Parkinson’s disease (PD) is a neurodegenerative condition, most well-known for the movement problems that it causes. However, those living with PD can experience a range of symptoms including changes in mood, behaviour and thinking. There are few medicines available that can help with the symptoms of PD and there is no medicine that can slow down or stop the progression of the disease. In the search for treatments that can have a beneficial and long lasting effect on slowing down the course of PD, research has moved away from the traditional drug led approach to more novel strategies such as cell replacement or the direct administration of growth factors to the affected area of the brain.

Voice of participants

There have already been some clinical trials aimed at investigating these new types of therapies. These trials often require participants to undergo complex procedures such as brain surgery, or special forms of brain imaging. This is also combined with repeated and prolonged testing of disease symptoms and progression, sometimes requiring participants to stop using their normal medications. These studies can be challenging for both the doctors and scientists involved, as well as the people who volunteer to tale part. Whilst there is discussion between experts as to the best approach for designing and running such trials, the voice of the participants and those that support and care for them are often not heard.

Capturing experiences

The LEARN study aims to capture the experience of people with PD who have taken part in a complex trial of a new therapy for PD. We will interview trial participants and their family members or carers to gain their views on the trial processes and how taking part in the trial has affected them. We hope that by capturing the experience of trial participants and understanding the challenges they face, we can improve the design of and how similar future studies are run. We will use the information we gather, in partnership with the people we interview to produce resources for; future trial participants to help them make decisions about taking part in trials; doctors and scientists designing future trials and the people who review and approve trials to take place.

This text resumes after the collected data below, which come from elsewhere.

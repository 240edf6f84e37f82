use super::get_appointment::find_tenant_appointment;
use super::subscribers::SyncRemindersOnStatusUpdated;
use crate::error::SalonError;
use crate::shared::usecase::{execute, Subscriber, UseCase};
use actix_web::{web, HttpResponse};
use salon_scheduler_api_structs::update_appointment_status::*;
use salon_scheduler_domain::{Appointment, AppointmentStatus, InvalidTransition, ID};
use salon_scheduler_infra::{AppointmentWrite, SalonContext};

pub async fn update_appointment_status_controller(
    path: web::Path<PathParams>,
    body: web::Json<RequestBody>,
    ctx: web::Data<SalonContext>,
) -> Result<HttpResponse, SalonError> {
    let usecase = UpdateAppointmentStatusUseCase {
        tenant_id: path.tenant_id.clone(),
        appointment_id: path.appointment_id.clone(),
        status: body.status,
    };

    execute(usecase, &ctx)
        .await
        .map(|appointment| HttpResponse::Ok().json(APIResponse::new(appointment)))
        .map_err(SalonError::from)
}

#[derive(Debug)]
pub struct UpdateAppointmentStatusUseCase {
    pub tenant_id: ID,
    pub appointment_id: ID,
    pub status: AppointmentStatus,
}

#[derive(Debug, PartialEq)]
pub enum UseCaseError {
    NotFound(ID),
    InvalidTransition(InvalidTransition),
    /// The appointment changed between reading and writing it
    Stale,
    StorageError,
}

impl From<UseCaseError> for SalonError {
    fn from(e: UseCaseError) -> Self {
        match e {
            UseCaseError::NotFound(id) => {
                Self::NotFound(format!("The appointment with id: {}, was not found.", id))
            }
            UseCaseError::InvalidTransition(e) => Self::BadClientData(e.to_string()),
            UseCaseError::Stale => Self::Conflict(
                "The appointment was changed by another request. Fetch it and try again.".into(),
            ),
            UseCaseError::StorageError => Self::InternalError,
        }
    }
}

#[async_trait::async_trait(?Send)]
impl UseCase for UpdateAppointmentStatusUseCase {
    type Response = Appointment;

    type Error = UseCaseError;

    const NAME: &'static str = "UpdateAppointmentStatus";

    async fn execute(&mut self, ctx: &SalonContext) -> Result<Self::Response, Self::Error> {
        let mut appointment = find_tenant_appointment(&self.tenant_id, &self.appointment_id, ctx)
            .await
            .map_err(|_| UseCaseError::StorageError)?
            .ok_or_else(|| UseCaseError::NotFound(self.appointment_id.clone()))?;
        if appointment.status == self.status {
            return Ok(appointment);
        }

        let previous_status = appointment.status;
        appointment
            .set_status(self.status, ctx.sys.get_timestamp_millis())
            .map_err(UseCaseError::InvalidTransition)?;
        match ctx
            .repos
            .appointments
            .save(&appointment, previous_status)
            .await
        {
            Ok(AppointmentWrite::Written) => Ok(appointment),
            Ok(_) => Err(UseCaseError::Stale),
            Err(_) => Err(UseCaseError::StorageError),
        }
    }

    fn subscribers() -> Vec<Box<dyn Subscriber<Self>>> {
        vec![Box::new(SyncRemindersOnStatusUpdated)]
    }
}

The LEARN study (‘listening to the experiences of participants on neurosurgical trials’ ) sought to understand both the experiences and any barriers to participating in trials involving neurosurgery to administer both pharmacological and advanced therapies. Researchers interviewed previous trial participants and were able to identify key issues affecting their experience. Informative resources were then created with the aim of improving the experience of participation in future neurosurgical trials and reduce some of the problems that might cause people to drop out of research. Key issues identified were challenges associated with brain imaging, taking part in clinical trials when ‘off’ medication and support for support partners, plus the need to understand and retain a lot of information about the trial. Participants, funders, and chief investigators came together to discuss the main findings of the LEARN study in a webinar, where Chief Investigators, Dr Emma Lane and Dr Cheney Drew were pleased to introduce several information videos and written guides on each of these areas so that participants and their carers may be better supported and prepared in future trials.

“The study has highlighted many issues that need resolution before further neurosurgical trials are designed,” said Lesley Gosden, a LEARN study participant.

Support partner, Jayne Calder said, “Managing the expectations of the participant and their support partner continuously throughout the trial is key. I believe that the LEARN study has create an opportunity to improve the journey of a participant from start to finish.”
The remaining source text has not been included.